PROBLEM:
Return each line of the entries that holds the string "PricePreview".

--- DATASET CONTENT ---

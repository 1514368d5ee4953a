//! Response DTOs for pricing API endpoints.

use chrono::{DateTime, Utc};
use rust_decimal::Decimal;
use serde::Serialize;
use uuid::Uuid;

use super::calculators::PricePreview;
use super::models::{Price, PriceTier};
use super::services::{PreviewResult, QuoteResult};

/// Price record as returned by the API
#[derive(Debug, Serialize)]
pub struct PriceResponse {
    pub id: Uuid,
    pub owner_id: Uuid,
    #[serde(with = "rust_decimal::serde::str")]
    pub rate: Decimal,
    pub valid_from: DateTime<Utc>,
    pub valid_to: Option<DateTime<Utc>>,
}

impl From<Price> for PriceResponse {
    fn from(price: Price) -> Self {
        Self {
            id: price.id,
            owner_id: price.owner_id,
            rate: price.rate,
            valid_from: price.valid_from,
            valid_to: price.valid_to,
        }
    }
}

#[derive(Debug, Serialize)]
pub struct QuoteResponse {
    pub room_price_id: Uuid,
    #[serde(with = "rust_decimal::serde::str")]
    pub base_rate: Decimal,
    pub duration_minutes: i32,
    #[serde(with = "rust_decimal::serde::str")]
    pub amount: Decimal,
    pub tier_count: usize,
}

impl From<QuoteResult> for QuoteResponse {
    fn from(result: QuoteResult) -> Self {
        Self {
            room_price_id: result.room_price.id,
            base_rate: result.room_price.rate,
            duration_minutes: result.duration_minutes,
            amount: result.amount,
            tier_count: result.tier_count,
        }
    }
}

#[derive(Debug, Serialize)]
pub struct PreviewRow {
    pub duration_minutes: i32,
    #[serde(with = "rust_decimal::serde::str")]
    pub amount: Decimal,
}

impl From<PricePreview> for PreviewRow {
    fn from(row: PricePreview) -> Self {
        Self {
            duration_minutes: row.duration_minutes,
            amount: row.amount,
        }
    }
}

/// Preview table plus the price and tiers it was computed from
#[derive(Debug, Serialize)]
pub struct PreviewResponse {
    pub room_price: PriceResponse,
    pub tiers: Vec<PriceTier>,
    pub rows: Vec<PreviewRow>,
}

impl From<PreviewResult> for PreviewResponse {
    fn from(result: PreviewResult) -> Self {
        Self {
            room_price: result.room_price.into(),
            tiers: result.tiers,
            rows: result.rows.into_iter().map(PreviewRow::from).collect(),
        }
    }
}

---

EXERCISE OUTPUT:
use super::calculators::PricePreview;
impl From<PricePreview> for PreviewRow {
    fn from(row: PricePreview) -> Self {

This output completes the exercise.